The U.S. labor market showed clearer signs of cooling in September as private employers unexpectedly cut jobs, according to the latest ADP National Employment Report. Private businesses shed 32,000 jobs last month, a stark contrast to the consensus expectation of a 51,000 increase. This marks the largest decline in private payrolls since March 2023 and represents the first consecutive monthly job losses in the private sector since 2020. The numbers also follow a downward revision for August, where preliminary figures shifted from a gain of 54,000 jobs to a loss of 3,000. These results underscore an environment where employers are growing cautious amidst economic uncertainties.

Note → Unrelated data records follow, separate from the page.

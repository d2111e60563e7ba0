//! Check execution: run one external command per check and turn its result
//! into a `CheckReport`.
//!
//! Process spawning sits behind the `CommandRunner` trait so the decision
//! logic can be exercised without real tools. Checks run one after another in
//! declaration order; a failing check never stops its siblings.

use crate::models::rules::Check;
use crate::models::{CheckReport, CheckStatus, Diagnostic, Severity};
use crate::parsers::{get_parser, preview, RAW_PREVIEW_LINES};
use std::path::Path;
use std::process::{Command, Stdio};

/// Captured result of one process run.
#[derive(Debug, Clone, Default)]
pub struct ToolOutput {
    pub stdout: String,
    pub stderr: String,
    /// Exit code; `-1` when the process was killed by a signal.
    pub exit_code: i32,
    pub success: bool,
}

impl ToolOutput {
    /// Stdout and stderr joined by a newline.
    pub fn combined(&self) -> String {
        format!("{}\n{}", self.stdout, self.stderr)
    }
}

#[derive(Debug, thiserror::Error)]
pub enum ExecutorError {
    #[error("failed to start '{tool}': {source}")]
    Spawn {
        tool: String,
        #[source]
        source: std::io::Error,
    },
}

/// Spawns commands on behalf of the executor.
pub trait CommandRunner {
    /// Whether `command` can be resolved from `cwd`.
    fn is_available(&self, command: &str, cwd: &Path) -> bool;

    fn run(&self, command: &str, args: &[String], cwd: &Path) -> Result<ToolOutput, ExecutorError>;
}

/// Runs real processes with `std::process::Command`.
#[derive(Debug, Default, Clone, Copy)]
pub struct SystemRunner;

impl CommandRunner for SystemRunner {
    fn is_available(&self, command: &str, cwd: &Path) -> bool {
        if command.contains('/') || command.contains('\\') {
            return cwd.join(command).is_file();
        }

        #[cfg(unix)]
        let finder = "which";
        #[cfg(windows)]
        let finder = "where";

        Command::new(finder)
            .arg(command)
            .current_dir(cwd)
            .stdout(Stdio::null())
            .stderr(Stdio::null())
            .status()
            .is_ok_and(|s| s.success())
    }

    fn run(&self, command: &str, args: &[String], cwd: &Path) -> Result<ToolOutput, ExecutorError> {
        let output = Command::new(command)
            .args(args)
            .current_dir(cwd)
            .stdin(Stdio::null())
            .output()
            .map_err(|source| ExecutorError::Spawn {
                tool: command.to_string(),
                source,
            })?;
        Ok(ToolOutput {
            stdout: String::from_utf8_lossy(&output.stdout).into_owned(),
            stderr: String::from_utf8_lossy(&output.stderr).into_owned(),
            exit_code: output.status.code().unwrap_or(-1),
            success: output.status.success(),
        })
    }
}

/// Run one check against `file_path` with `cwd` as working directory.
pub fn run_check<R: CommandRunner + ?Sized>(
    check: &Check,
    file_path: &str,
    cwd: &Path,
    runner: &R,
) -> CheckReport {
    let report = |status, diagnostics| CheckReport {
        name: check.name.clone(),
        status,
        diagnostics,
    };
    let unavailable = |message: String| {
        report(
            CheckStatus::Unavailable,
            vec![Diagnostic::new(message, Severity::Warning).with_source(&check.name)],
        )
    };

    if !runner.is_available(&check.command, cwd) {
        log::warn!("{}: '{}' is not installed", check.name, check.command);
        return unavailable(format!(
            "'{}' not found; skipped {} (install it or remove the check)",
            check.command, check.name
        ));
    }

    let args = check.args_for(file_path);
    log::debug!("running {}: {} {}", check.name, check.command, args.join(" "));
    let out = match runner.run(&check.command, &args, cwd) {
        Ok(out) => out,
        Err(e) => {
            log::warn!("{}: {}", check.name, e);
            return unavailable(e.to_string());
        }
    };

    if out.success {
        return report(CheckStatus::Passed, Vec::new());
    }

    let combined = out.combined();
    if combined.to_ascii_lowercase().contains("command not found") {
        log::debug!("{}: command not found in output, treating as passed", check.name);
        return report(CheckStatus::Passed, Vec::new());
    }

    let parser = get_parser(check.parser.as_ref());
    log::debug!("{}: exit {}, parsing with {}", check.name, out.exit_code, parser.describe());
    let mut diagnostics = parser.parse(&combined);
    if diagnostics.is_empty() {
        let raw = preview(&combined, RAW_PREVIEW_LINES);
        let message = if raw.is_empty() {
            format!("{} exited with status {}", check.command, out.exit_code)
        } else {
            raw
        };
        diagnostics.push(Diagnostic::new(message, Severity::Error));
    }
    diagnostics.truncate(check.max_diagnostics());
    let diagnostics = diagnostics
        .into_iter()
        .map(|d| d.with_source(&check.name))
        .collect();
    report(CheckStatus::Failed, diagnostics)
}

/// Run every check in order. All checks run regardless of earlier failures.
pub fn run_checks<R: CommandRunner + ?Sized>(
    checks: &[Check],
    file_path: &str,
    cwd: &Path,
    runner: &R,
) -> Vec<CheckReport> {
    checks
        .iter()
        .map(|c| run_check(c, file_path, cwd, runner))
        .collect()
}

#[cfg(test)]
mod tests {
    use super::*;
    use crate::models::rules::ParserSpec;
    use std::cell::RefCell;
    use std::collections::HashMap;

    #[derive(Default)]
    struct FakeRunner {
        missing: Vec<&'static str>,
        outputs: HashMap<&'static str, ToolOutput>,
        calls: RefCell<Vec<(String, Vec<String>)>>,
    }

    impl FakeRunner {
        fn with(mut self, command: &'static str, code: i32, stdout: &str, stderr: &str) -> Self {
            self.outputs.insert(
                command,
                ToolOutput {
                    stdout: stdout.into(),
                    stderr: stderr.into(),
                    exit_code: code,
                    success: code == 0,
                },
            );
            self
        }
    }

    impl CommandRunner for FakeRunner {
        fn is_available(&self, command: &str, _cwd: &Path) -> bool {
            !self.missing.contains(&command)
        }

        fn run(&self, command: &str, args: &[String], _cwd: &Path) -> Result<ToolOutput, ExecutorError> {
            self.calls
                .borrow_mut()
                .push((command.to_string(), args.to_vec()));
            self.outputs.get(command).cloned().ok_or_else(|| ExecutorError::Spawn {
                tool: command.to_string(),
                source: std::io::Error::new(std::io::ErrorKind::PermissionDenied, "denied"),
            })
        }
    }

    fn check(name: &str, parser: Option<&str>) -> Check {
        Check {
            name: name.into(),
            command: name.into(),
            args: vec!["check".into(), "{file}".into()],
            parser: parser.map(|p| ParserSpec::Named(p.into())),
            max_diagnostics: None,
            auto: None,
        }
    }

    const RUFF_FIVE: &str = "a.py:1:1: F401 one\na.py:2:1: F401 two\na.py:3:1: F401 three\n\
                             a.py:4:1: F401 four\na.py:5:1: F401 five\n";

    #[test]
    fn test_max_diagnostics_keeps_first_in_order() {
        let runner = FakeRunner::default().with("ruff", 1, RUFF_FIVE, "");
        let mut c = check("ruff", Some("ruff"));
        c.max_diagnostics = Some(2);
        let r = run_check(&c, "a.py", Path::new("."), &runner);
        assert_eq!(r.status, CheckStatus::Failed);
        let msgs: Vec<_> = r.diagnostics.iter().map(|d| d.message.as_str()).collect();
        assert_eq!(msgs, vec!["one", "two"]);
        assert!(r.diagnostics.iter().all(|d| d.source == "ruff"));
    }

    #[test]
    fn test_default_cap_is_five() {
        let six = format!("{}a.py:6:1: F401 six\n", RUFF_FIVE);
        let runner = FakeRunner::default().with("ruff", 1, &six, "");
        let r = run_check(&check("ruff", Some("ruff")), "a.py", Path::new("."), &runner);
        assert_eq!(r.diagnostics.len(), 5);
    }

    #[test]
    fn test_placeholder_substituted_and_exit_zero_passes() {
        let runner = FakeRunner::default().with("ruff", 0, "a.py:1:1: F401 ignored", "");
        let r = run_check(&check("ruff", Some("ruff")), "src/a.py", Path::new("."), &runner);
        assert_eq!(r.status, CheckStatus::Passed);
        assert!(r.diagnostics.is_empty());
        assert_eq!(
            runner.calls.borrow()[0],
            ("ruff".to_string(), vec!["check".to_string(), "src/a.py".to_string()])
        );
    }

    #[test]
    fn test_missing_tool_is_soft() {
        let runner = FakeRunner {
            missing: vec!["mypy"],
            ..Default::default()
        };
        let r = run_check(&check("mypy", None), "a.py", Path::new("."), &runner);
        assert_eq!(r.status, CheckStatus::Unavailable);
        assert!(!r.blocks());
        assert_eq!(r.diagnostics.len(), 1);
        assert_eq!(r.diagnostics[0].severity, Severity::Warning);
        assert!(r.diagnostics[0].message.contains("'mypy' not found"));
        assert!(runner.calls.borrow().is_empty());
    }

    #[test]
    fn test_command_not_found_in_output_is_soft_pass() {
        let runner = FakeRunner::default().with("npx", 127, "", "sh: eslint: Command Not Found\n");
        let r = run_check(&check("npx", Some("eslint")), "a.ts", Path::new("."), &runner);
        assert_eq!(r.status, CheckStatus::Passed);
        assert!(r.diagnostics.is_empty());
    }

    #[test]
    fn test_unparsed_failure_carries_raw_preview() {
        let runner = FakeRunner::default().with(
            "ruff",
            2,
            "",
            "boom\nline2\nline3\nline4\nline5\nline6\n",
        );
        let r = run_check(&check("ruff", Some("ruff")), "a.py", Path::new("."), &runner);
        assert_eq!(r.status, CheckStatus::Failed);
        assert_eq!(r.diagnostics.len(), 1);
        assert_eq!(r.diagnostics[0].message, "boom\nline2\nline3\nline4\nline5");
        assert_eq!(r.diagnostics[0].severity, Severity::Error);
    }

    #[test]
    fn test_silent_failure_reports_exit_status() {
        let runner = FakeRunner::default().with("black", 1, "", "");
        let r = run_check(&check("black", Some("ruff")), "a.py", Path::new("."), &runner);
        assert_eq!(r.diagnostics[0].message, "black exited with status 1");
        assert_eq!(r.diagnostics[0].source, "black");
    }

    #[test]
    fn test_spawn_failure_is_unavailable() {
        let runner = FakeRunner::default();
        let r = run_check(&check("ghost", None), "a.py", Path::new("."), &runner);
        assert_eq!(r.status, CheckStatus::Unavailable);
        assert!(r.diagnostics[0].message.contains("failed to start 'ghost'"));
    }

    #[test]
    fn test_run_checks_runs_all_in_order() {
        let runner = FakeRunner::default()
            .with("ruff", 1, RUFF_FIVE, "")
            .with("mypy", 0, "", "")
            .with("black", 1, "would reformat a.py", "");
        let checks = vec![
            check("ruff", Some("ruff")),
            check("mypy", None),
            check("black", Some("format")),
        ];
        let reports = run_checks(&checks, "a.py", Path::new("."), &runner);
        let statuses: Vec<_> = reports.iter().map(|r| (r.name.as_str(), r.status)).collect();
        assert_eq!(
            statuses,
            vec![
                ("ruff", CheckStatus::Failed),
                ("mypy", CheckStatus::Passed),
                ("black", CheckStatus::Failed),
            ]
        );
        let called: Vec<_> = runner.calls.borrow().iter().map(|(c, _)| c.clone()).collect();
        assert_eq!(called, vec!["ruff", "mypy", "black"]);
    }

    #[cfg(unix)]
    mod system {
        use super::*;

        fn sh_check(script: &str, parser: Option<&str>) -> Check {
            Check {
                name: "sh".into(),
                command: "sh".into(),
                args: vec!["-c".into(), script.into(), "sh".into(), "{file}".into()],
                parser: parser.map(|p| ParserSpec::Named(p.into())),
                max_diagnostics: None,
                auto: None,
            }
        }

        #[test]
        fn test_real_process_failure_is_parsed() {
            let dir = tempfile::tempdir().unwrap();
            let c = sh_check("echo \"$1:3:7: E501 too long\"; exit 1", Some("ruff"));
            let r = run_check(&c, "x.py", dir.path(), &SystemRunner);
            assert_eq!(r.status, CheckStatus::Failed);
            assert_eq!(r.diagnostics[0].line, Some(3));
            assert_eq!(r.diagnostics[0].column, Some(7));
            assert_eq!(r.diagnostics[0].rule.as_deref(), Some("E501"));
        }

        #[test]
        fn test_real_process_runs_in_cwd() {
            let dir = tempfile::tempdir().unwrap();
            std::fs::write(dir.path().join("marker.txt"), "").unwrap();
            let c = sh_check("test -f marker.txt", None);
            let r = run_check(&c, "x.py", dir.path(), &SystemRunner);
            assert_eq!(r.status, CheckStatus::Passed);
        }

        #[test]
        fn test_unknown_binary_is_unavailable() {
            let dir = tempfile::tempdir().unwrap();
            let mut c = sh_check("", None);
            c.command = "lintgate-no-such-tool-xyz".into();
            let r = run_check(&c, "x.py", dir.path(), &SystemRunner);
            assert_eq!(r.status, CheckStatus::Unavailable);

            c.command = "./missing.sh".into();
            assert!(!SystemRunner.is_available(&c.command, dir.path()));
        }
    }
}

The job cuts were concentrated in the service-producing sector which lost 28,000 positions. Within this segment, leisure and hospitality were hit hardest with roughly 19,000 fewer jobs, followed by professional and business services shedding 13,000 roles. Financial activities also saw a 9,000 decrease, and trade, transportation, and utilities declined by 7,000 jobs. In contrast, education and health services added 33,000 jobs, partially offsetting the losses elsewhere. The goods-producing sector also contracted by 3,000 jobs, with declines in construction and manufacturing sectors.

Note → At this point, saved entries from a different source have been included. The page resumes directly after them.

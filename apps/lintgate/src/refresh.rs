//! Refresh of auto-discovered checks.
//!
//! Merges a freshly discovered rule document into the current one. Only checks
//! stamped `"auto": true` are replaced; user-authored checks stay verbatim and
//! in place. The merge works on raw JSON so unknown fields and key order in
//! the user's document survive.

use crate::config::{load_raw, ConfigError};
use crate::validate::validate;
use serde_json::{json, Map, Value as Json};
use std::collections::HashSet;
use std::fs;
use std::path::Path;

#[derive(Debug, Clone, PartialEq)]
pub struct RefreshResult {
    pub merged: Json,
    /// Discovered checks written into the document.
    pub added: usize,
    /// Previously auto-discovered checks dropped.
    pub removed: usize,
    /// User-authored checks left untouched in refreshed lists.
    pub kept: usize,
    pub changed: bool,
}

fn is_auto(check: &Json) -> bool {
    check.get("auto").and_then(Json::as_bool).unwrap_or(false)
}

fn check_name(check: &Json) -> Option<&str> {
    check.get("name").and_then(Json::as_str)
}

fn stamp_auto(check: &Json) -> Json {
    let mut c = check.clone();
    if let Json::Object(map) = &mut c {
        map.insert("auto".into(), Json::Bool(true));
    }
    c
}

fn find_environment(envs: &[Json], discovered: &Json) -> Option<usize> {
    if let Some(name) = discovered.get("name").and_then(Json::as_str) {
        if let Some(i) = envs
            .iter()
            .position(|e| e.get("name").and_then(Json::as_str) == Some(name))
        {
            return Some(i);
        }
    }
    let paths = discovered.get("paths")?;
    envs.iter().position(|e| e.get("paths") == Some(paths))
}

/// Merge `discovered` into `current`.
pub fn refresh(current: &Json, discovered: &Json) -> RefreshResult {
    let mut res = RefreshResult {
        merged: Json::Null,
        added: 0,
        removed: 0,
        kept: 0,
        changed: false,
    };
    let mut root = match current {
        Json::Object(m) => m.clone(),
        _ => Map::new(),
    };
    let mut envs: Vec<Json> = root
        .get("environments")
        .and_then(Json::as_array)
        .cloned()
        .unwrap_or_default();

    let discovered_envs = discovered
        .get("environments")
        .and_then(Json::as_array)
        .cloned()
        .unwrap_or_default();

    for denv in &discovered_envs {
        let Some(dchecks) = denv.get("checks").and_then(Json::as_object) else {
            continue;
        };
        match find_environment(&envs, denv) {
            None => {
                let mut env = denv.clone();
                if let Some(Json::Object(checks)) = env.get_mut("checks") {
                    for list in checks.values_mut() {
                        if let Json::Array(items) = list {
                            res.added += items.len();
                            *items = items.iter().map(stamp_auto).collect();
                        }
                    }
                }
                envs.push(env);
            }
            Some(i) => {
                let Json::Object(env) = &mut envs[i] else {
                    continue;
                };
                if !env.get("checks").is_some_and(Json::is_object) {
                    env.insert("checks".into(), Json::Object(Map::new()));
                }
                if let Some(Json::Object(checks)) = env.get_mut("checks") {
                    for (ext, dlist) in dchecks {
                        let dlist = dlist.as_array().map(Vec::as_slice).unwrap_or_default();
                        refresh_list(checks, ext, dlist, &mut res);
                    }
                }
                if let Some(dagents) = denv.get("agents").and_then(Json::as_object) {
                    if !env.get("agents").is_some_and(Json::is_object) {
                        env.insert("agents".into(), Json::Object(Map::new()));
                    }
                    if let Some(Json::Object(agents)) = env.get_mut("agents") {
                        for (ext, agent) in dagents {
                            if !agents.contains_key(ext) {
                                agents.insert(ext.clone(), agent.clone());
                            }
                        }
                    }
                }
            }
        }
    }

    root.insert("environments".into(), Json::Array(envs));
    let merged = Json::Object(root);
    res.changed = &merged != current;
    res.merged = merged;
    res
}

fn refresh_list(checks: &mut Map<String, Json>, ext: &str, discovered: &[Json], res: &mut RefreshResult) {
    let existing = checks
        .get(ext)
        .and_then(Json::as_array)
        .cloned()
        .unwrap_or_default();
    let (user, auto): (Vec<Json>, Vec<Json>) = existing.into_iter().partition(|c| !is_auto(c));
    res.removed += auto.len();
    res.kept += user.len();

    let user_names: HashSet<&str> = user.iter().filter_map(check_name).collect();
    let fresh: Vec<Json> = discovered
        .iter()
        .filter(|c| check_name(c).map_or(true, |n| !user_names.contains(n)))
        .map(stamp_auto)
        .collect();
    res.added += fresh.len();

    let mut list = user;
    list.extend(fresh);
    checks.insert(ext.to_string(), Json::Array(list));
}

/// Refresh the rule document at `config_path` from the document at
/// `discovered_path`. Writes only when `write` is set and something changed.
pub fn run_refresh(
    config_path: &Path,
    discovered_path: &Path,
    write: bool,
) -> Result<RefreshResult, ConfigError> {
    let current = if config_path.exists() {
        load_raw(config_path)?
    } else {
        json!({"environments": []})
    };
    let discovered = load_raw(discovered_path)?;
    let res = refresh(&current, &discovered);

    let report = validate(&res.merged);
    if !report.is_valid() {
        return Err(ConfigError::Invalid {
            path: config_path.to_path_buf(),
            errors: report.errors,
        });
    }
    if write && res.changed {
        let text = serde_json::to_string_pretty(&res.merged).map_err(|e| ConfigError::Invalid {
            path: config_path.to_path_buf(),
            errors: vec![e.to_string()],
        })?;
        fs::write(config_path, text + "\n").map_err(|source| ConfigError::Io {
            path: config_path.to_path_buf(),
            source,
        })?;
        log::info!("refreshed {}", config_path.display());
    }
    Ok(res)
}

This data arrives just before the U.S. Labor Department’s official September non-farm payroll report, the release of which faces uncertainty due to the government shutdown beginning October 1st. The shutdown will likely delay this high-profile monthly employment report, which market watchers had been closely anticipating for clearer signals on the labor market’s trajectory. Consensus among economists had been for a modest 52,000 job gain in September, slightly above August’s 22,000 but still reflective of a labor market that has cooled compared to earlier in the year.
The caution visible in the ADP private payroll figures matches other indicators of a softening job market. Job openings and hiring rates have been stagnant or declining in recent months. August saw a drop in job openings in certain sectors such as construction and federal government roles, while hiring slowed notably in trade, transportation, utilities, and accommodation and food services. The layoffs rate has remained relatively stable but overall hiring fatigue is apparent as employers opt to retain existing workers rather than expand headcount. This cooling in job creation could influence the Federal Reserve’s policy decisions, as employment risks begin to outweigh inflation concerns in shaping interest rate moves.
Wage growth showed some resilience despite the pullback in jobs. Pay increases for job holders remained steady at approximately 4.5% annually, while wage growth for those changing jobs eased slightly to 6.6% from 7.1% in previous periods. This suggests companies remain focused on controlling labor costs amid cautious hiring, though the tightness in the labor market still supports solid rises in wages overall.
One structural factor influencing the labor market is a shift in the number of jobs needed to keep the unemployment rate stable. Due to demographic changes, including a wave of retirements and tighter immigration policies, experts now estimate that the U.S. economy needs to add about 40,000 jobs monthly just to maintain the current unemployment rate. This is a significant decrease from the roughly 100,000 needed in 2024. As a result, the economy might experience periods of weak or even negative job growth while the unemployment rate remains relatively stable at historically low levels, around 4.3% to 4.5%.
Looking ahead, the opportunity to draw firm conclusions from the September non-farm payrolls may be delayed until after the government reaches a funding agreement that ends the shutdown. The absence of this official dataset complicates efforts for policymakers, investors, and analysts to gauge the labor market’s health with full clarity. In the meantime, privately-sourced data like the ADP report will garner more attention as signal points for how the job market is evolving in a climate marked by slowed growth and cautious hiring.
Though the labor market is showing signs of losing momentum, the resilience in some sectors and wage growth trends suggest the economy is not facing an immediate collapse. Instead, it is moving toward a more measured pace of job creation amid ongoing economic challenges. This nuanced picture will be crucial for decision-makers navigating the delicate balance between encouraging employment and managing inflation pressures in the months ahead.